En 2007, les relations bilatérales entre la Suisse et l'Union européenne n'ont pas enregistré de grands changements. La question de la fiscalité a secoué les esprits, mais sans aucun progrès concret.

L’extension de la libre circulation des personnes à la Roumanie et à la Bulgarie sera un des thèmes épineux prévus l’an prochain.

«L’année 2007 a été une année singulière sous certains aspects: aucun accord de poids n’est entré en vigueur et il n’y a pas eu de référendum concernant l’Europe», affirme le politologue René Schwok.

Professeur à l’Institut européen de l’Université de Genève, il estime que les relations bilatérales entre la Suisse et l’Union européenne (UE) ont vécu «une année de transition», à cheval entre la mise en vigueur des deux premiers paquets d’accords et l’élaboration d’un troisième.
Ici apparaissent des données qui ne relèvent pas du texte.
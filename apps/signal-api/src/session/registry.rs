//! Session registry: maps a user identity to exactly one live connection.

use crate::error::StoreError;
use crate::store::SessionData;

use super::info::SessionInfo;

/// Owns the lifecycle of a user's connection identity. All state lives in
/// the shared store; this struct is a cheap cloneable handle.
#[derive(Clone)]
pub struct SessionRegistry {
    data: SessionData,
}

impl SessionRegistry {
    pub fn new(data: SessionData) -> Self {
        Self { data }
    }

    /// Register a new session for `user_id`.
    ///
    /// If the user already has a session (duplicate login, e.g. a second
    /// browser tab), the old one is fully retired first — SessionInfo and
    /// reverse mapping both — before the new one becomes visible. Eviction
    /// is expected behavior, not a failure; the evicted session id is
    /// returned so the transport can close the superseded connection.
    pub async fn register_session(
        &self,
        user_id: i64,
        display_name: &str,
        session_id: &str,
    ) -> Result<Option<String>, StoreError> {
        let evicted = match self.data.user_session(user_id).await? {
            Some(existing) => {
                self.terminate_session(&existing.session_id).await?;
                tracing::info!(
                    user_id,
                    evicted = %existing.session_id,
                    "evicted stale session in favor of new connection"
                );
                Some(existing.session_id)
            }
            None => None,
        };

        let info = SessionInfo::new(user_id, display_name, session_id);
        self.data.save_user_session(&info).await?;
        self.data.save_session_user(session_id, user_id).await?;
        self.data.incr_online_count().await?;

        tracing::info!(user_id, session_id, "session registered");
        Ok(evicted)
    }

    /// Terminate the session identified by `session_id`.
    ///
    /// Idempotent: disconnect events may arrive after cleanup already
    /// happened, in which case the reverse mapping is gone and this is a
    /// no-op.
    pub async fn terminate_session(&self, session_id: &str) -> Result<(), StoreError> {
        match self.data.user_id_by_session(session_id).await? {
            Some(user_id) => {
                self.data.delete_user_session(user_id).await?;
                self.data.delete_session_user(session_id).await?;
                self.data.decr_online_count().await?;
                tracing::info!(user_id, session_id, "session terminated");
            }
            None => {
                tracing::debug!(session_id, "terminate: no session found, nothing to do");
            }
        }
        Ok(())
    }

    /// Advance the session's `last_active_at`. No-op when the session is
    /// already gone; the caller is not told to reconnect from this alone.
    pub async fn process_heartbeat(&self, user_id: i64) -> Result<(), StoreError> {
        match self.data.user_session(user_id).await? {
            Some(info) => {
                self.data.save_user_session(&info.with_activity()).await?;
                tracing::debug!(user_id, "heartbeat processed");
            }
            None => {
                tracing::debug!(user_id, "heartbeat for unknown session ignored");
            }
        }
        Ok(())
    }

    pub async fn session_info(&self, user_id: i64) -> Result<Option<SessionInfo>, StoreError> {
        self.data.user_session(user_id).await
    }

    pub async fn user_id_by_session(&self, session_id: &str) -> Result<Option<i64>, StoreError> {
        self.data.user_id_by_session(session_id).await
    }

    pub async fn is_connected(&self, user_id: i64) -> Result<bool, StoreError> {
        self.data.has_user_session(user_id).await
    }

    pub async fn total_online_count(&self) -> Result<i64, StoreError> {
        self.data.total_online_count().await
    }
}
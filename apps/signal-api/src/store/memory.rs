//! In-memory session store.
//!
//! Uses `DashMap` for shard-level concurrency; each method touches a single
//! entry, matching the atomic per-key contract of the trait.

use std::collections::HashSet;

use async_trait::async_trait;
use dashmap::DashMap;

use crate::error::StoreError;

use super::SessionStore;

#[derive(Default)]
pub struct MemoryStore {
    kv: DashMap<String, String>,
    sets: DashMap<String, HashSet<String>>,
    counters: DashMap<String, i64>,
}

impl MemoryStore {
    pub fn new() -> Self {
        Self::default()
    }
}

#[async_trait]
impl SessionStore for MemoryStore {
    async fn set(&self, key: &str, value: &str) -> Result<(), StoreError> {
        self.kv.insert(key.to_string(), value.to_string());
        Ok(())
    }

    async fn get(&self, key: &str) -> Result<Option<String>, StoreError> {
        Ok(self.kv.get(key).map(|v| v.clone()))
    }

    async fn del(&self, key: &str) -> Result<(), StoreError> {
        self.kv.remove(key);
        Ok(())
    }

    async fn sadd(&self, key: &str, member: &str) -> Result<(), StoreError> {
        self.sets
            .entry(key.to_string())
            .or_default()
            .insert(member.to_string());
        Ok(())
    }

    async fn srem(&self, key: &str, member: &str) -> Result<(), StoreError> {
        if let Some(mut set) = self.sets.get_mut(key) {
            set.remove(member);
        }
        Ok(())
    }

    async fn smembers(&self, key: &str) -> Result<HashSet<String>, StoreError> {
        Ok(self.sets.get(key).map(|s| s.clone()).unwrap_or_default())
    }

    async fn scard(&self, key: &str) -> Result<u64, StoreError> {
        Ok(self.sets.get(key).map(|s| s.len() as u64).unwrap_or(0))
    }

    async fn incr(&self, key: &str) -> Result<i64, StoreError> {
        let mut entry = self.counters.entry(key.to_string()).or_insert(0);
        *entry += 1;
        Ok(*entry)
    }

    async fn decr_floor(&self, key: &str) -> Result<i64, StoreError> {
        let mut entry = self.counters.entry(key.to_string()).or_insert(0);
        *entry = (*entry - 1).max(0);
        Ok(*entry)
    }

    async fn counter(&self, key: &str) -> Result<i64, StoreError> {
        Ok(self.counters.get(key).map(|c| *c).unwrap_or(0))
    }
}

#[cfg(test)]
mod tests {
    use super::*;

    #[tokio::test]
    async fn set_get_del_roundtrip() {
        let store = MemoryStore::new();
        store.set("k", "v").await.unwrap();
        assert_eq!(store.get("k").await.unwrap(), Some("v".to_string()));

        store.del("k").await.unwrap();
        assert_eq!(store.get("k").await.unwrap(), None);
    }

    #[tokio::test]
    async fn set_operations() {
        let store = MemoryStore::new();
        store.sadd("room", "1").await.unwrap();
        store.sadd("room", "2").await.unwrap();
        store.sadd("room", "2").await.unwrap();

        assert_eq!(store.scard("room").await.unwrap(), 2);
        assert!(store.smembers("room").await.unwrap().contains("1"));

        store.srem("room", "1").await.unwrap();
        assert_eq!(store.scard("room").await.unwrap(), 1);

        // Removing from a missing set is a no-op.
        store.srem("missing", "1").await.unwrap();
        assert!(store.smembers("missing").await.unwrap().is_empty());
    }

    #[tokio::test]
    async fn counter_never_goes_negative() {
        let store = MemoryStore::new();
        assert_eq!(store.counter("online").await.unwrap(), 0);

        store.incr("online").await.unwrap();
        assert_eq!(store.counter("online").await.unwrap(), 1);

        store.decr_floor("online").await.unwrap();
        store.decr_floor("online").await.unwrap();
        assert_eq!(store.counter("online").await.unwrap(), 0);
    }
}
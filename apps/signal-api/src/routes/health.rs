use axum::routing::get;
use axum::{Json, Router};
use serde::Serialize;
use utoipa::ToSchema;

use crate::AppState;

pub fn router() -> Router<AppState> {
    Router::new().route("/health", get(health))
}

#[derive(Debug, Serialize, ToSchema)]
pub struct HealthResponse {
    pub status: &'static str,
}

#[utoipa::path(
    get,
    path = "/health",
    tag = "Health",
    responses((status = 200, description = "Service is up", body = HealthResponse))
)]
pub async fn health() -> Json<HealthResponse> {
    Json(HealthResponse { status: "ok" })
}
use std::net::SocketAddr;
use std::path::Path;
use std::sync::Arc;

use axum::Router;
use tower_http::cors::{Any, CorsLayer};
use tower_http::trace::TraceLayer;
use tracing_subscriber::{layer::SubscriberExt, util::SubscriberInitExt};

use signal_api::config::Config;
use signal_api::store::{MemoryStore, SessionStore};
use signal_api::AppState;

#[tokio::main]
async fn main() {
    // Load .env file (silently skip if missing — env vars may be set externally)
    if dotenvy::dotenv().is_err() {
        let env_path = Path::new(env!("CARGO_MANIFEST_DIR")).join(".env");
        let _ = dotenvy::from_path(env_path);
    }

    tracing_subscriber::registry()
        .with(tracing_subscriber::EnvFilter::from_default_env())
        .with(tracing_subscriber::fmt::layer())
        .init();

    let config = Config::from_env();
    let port = config.port;

    // In-memory session store. Replace with RedisStore when shared state
    // across instances is needed.
    let store: Arc<dyn SessionStore> = Arc::new(MemoryStore::new());

    let state = AppState::new(config, store);

    let cors = CorsLayer::new()
        .allow_origin(Any)
        .allow_methods(Any)
        .allow_headers(Any);

    let app = Router::new()
        .merge(signal_api::routes::router())
        .layer(cors)
        .layer(TraceLayer::new_for_http())
        .with_state(state);

    let addr = SocketAddr::from(([0, 0, 0, 0], port));
    tracing::info!(%addr, "signal-api listening");

    let listener = tokio::net::TcpListener::bind(addr)
        .await
        .expect("failed to bind");
    axum::serve(listener, app).await.expect("server error");
}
«La fiscalité des entreprises a été le seul dossier important», souligne René Schwok.

Rien à négocier

En février dernier, la Commission européenne est repartie à la charge contre les systèmes fiscaux appliqués aux entreprises dans certains cantons suisses. Elle les a retenus «incompatibles» avec l’accord de libre-échange signé en 1972 entre Berne et l’ancienne communauté économique européenne.

Cette ingérence n’a pas été du goût de la Suisse: la Confédération a tout de suite mis les points sur les i en expliquant que, sur ce point, «il n’y a rien à négocier», selon les termes du ministre des Finances Hans-Rudolf Merz.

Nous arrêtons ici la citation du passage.